So as to overcome these restrictions, it would be of interest to reduce the video storage requirements by means of hardware encoders that fulfill the application requirements, i.e., high frame rate and high-definition and beyond video formats. Therefore, if we were able to perform some kind of ultrafast encoding, we would reduce the required storage resources, and real-time recording like in conventional video cameras would be possible.

Many hardware coders based on different coding algorithms are used in real systems [7–14]. Most of them are application-specific integrated circuits dedicated to specific encoding algorithms that are not designed to work in real-time with ultrahigh frame rates and high-definition video formats.

However, several attempts have been made in order to deal with high-speed camera encoding. In [15] authors present JPEG field-programmable gate array (FPGA)-based encoder which is able to compress up to 500 frames/s at a resolution of 1,280 × 1,024. Also in [16], an improved version of the fast boundary adaptation rule [17] algorithm in conjunction with differential pulse code modulation is applied to increase the R/D efficiency, although coding delays were not provided.
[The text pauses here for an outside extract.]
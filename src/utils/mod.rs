pub mod calendar;
pub mod format;
pub mod hijri;
pub mod shuffle;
In general, the constraints imposed by ultrahigh frame rate video capture applications discard most of the existing coding techniques (e.g., predictive coding or transform coding) since they are much more complex than PCM. Therefore, a coding algorithm that has properties similar to those of PCM (low complexity, random access, and scalability) but with a better coding efficiency would be of interest. Modulo-Pulse Code Modulation scheme (MPCM) [18] image coder fulfills these requirements. To encode an image, MPCM encoder removes certain bits from each pixel value which represents a very simple processing. The complexity is moved to the decoder side, where the bits that were removed from each pixel will be predicted by using its codeword (remaining bits of a pixel) and side information (SI) that the decoder computes by interpolating the previously decoded pixels.

In this paper we implement a fast codec based on MPCM [18] over a XC7Z020-1CLG484CES Xilinx FPGA device (Xilinx Inc., San Jose, CA, USA). Results show that FPGA-based MPCM encoder obtains a throughput of up to 409.84 MBytes/s at high compression rates for monochromatic images, allowing to store on a nonvolatile memory 2,501 fps at a 1,280 × 1,024 resolution. Furthermore, in this paper we present a hardware implementation of the MPCM decoding system, which is able to reproduce a full-HD (1080p) video at 193 fps.

The rest of the paper is organized as follows. In Section 2 we present a brief overview of the Modulo-PCM encoder. In Section 3, the description of the proposed architecture is presented. A detailed evaluation of the architecture proposal is shown in Section 4 in terms of R/D, coding delay, power consumption, and occupied board area. Finally, in Section 5 some conclusions are drawn.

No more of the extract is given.